### Problem statement
Nothing in the listing may be skipped; transcribe all of it as written.

### Exercise input
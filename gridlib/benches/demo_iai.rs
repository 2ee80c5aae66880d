use gridlib::io::NetworkFile;
use gridlib::*;
use iai_callgrind::{black_box, library_benchmark, library_benchmark_group, main};

const DEMO: &str = include_str!("../../graphs/demo.json");

fn setup_demo() -> Network {
    let file: NetworkFile = serde_json::from_str(DEMO).unwrap();
    file.prepare().unwrap().0
}

/// A ring of `n` houses around the station with a chord from every house to its opposite.
fn setup_ring(n: usize) -> Network {
    let mut edges = Vec::new();
    for i in 0..n {
        edges.push(Edge::new(i, (i + 1) % n, (i % 7 + 1) as Cost));
        edges.push(Edge::new(i, (i + n / 2) % n, (i % 11 + 3) as Cost));
    }
    Network::new(n, edges)
}

#[library_benchmark]
#[bench::demo(setup_demo())]
#[bench::ring_100(setup_ring(100))]
fn distances(network: Network) {
    black_box(compute_distances(&network, POWER_SOURCE).unwrap());
}

#[library_benchmark]
#[bench::demo(setup_demo())]
#[bench::ring_100(setup_ring(100))]
fn fail_everything(network: Network) {
    let mut simulator = Simulator::new(network, SimulationConfig::default()).unwrap();
    while let Ok(step) = simulator.simulate_failure() {
        black_box(step);
    }
}

library_benchmark_group!(
    name = network_group;
    benchmarks = distances, fail_everything
);

main!(library_benchmark_groups = network_group);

### Exercise answer
filename gridlib/benches/demo_iai.rs
repository 2ee80c5aae66880d
use gridlib::io::NetworkFile;
use gridlib::*;
use iai_callgrind::{black_box, library_benchmark, library_benchmark_group, main};

const DEMO: &str = include_str!("../../graphs/demo.json");

fn setup_demo() -> Network {
    let file: NetworkFile = serde_json::from_str(DEMO).unwrap();
    file.prepare().unwrap().0
}

/// A ring of `n` houses around the station with a chord from every house to its opposite.
fn setup_ring(n: usize) -> Network {
    let mut edges = Vec::new();
    for i in 0..n {
        edges.push(Edge::new(i, (i + 1) % n, (i % 7 + 1) as Cost));
        edges.push(Edge::new(i, (i + n / 2) % n, (i % 11 + 3) as Cost));
    }
    Network::new(n, edges)
}

#[library_benchmark]
#[bench::demo(setup_demo())]
#[bench::ring_100(setup_ring(100))]
fn distances(network: Network) {
    black_box(compute_distances(&network, POWER_SOURCE).unwrap());
}

#[library_benchmark]
#[bench::demo(setup_demo())]
#[bench::ring_100(setup_ring(100))]
fn fail_everything(network: Network) {
    let mut simulator = Simulator::new(network, SimulationConfig::default()).unwrap();
    while let Ok(step) = simulator.simulate_failure() {
        black_box(step);
    }
}

library_benchmark_group!(
    name = network_group;
    benchmarks = distances, fail_everything
);

main!(library_benchmark_groups = network_group);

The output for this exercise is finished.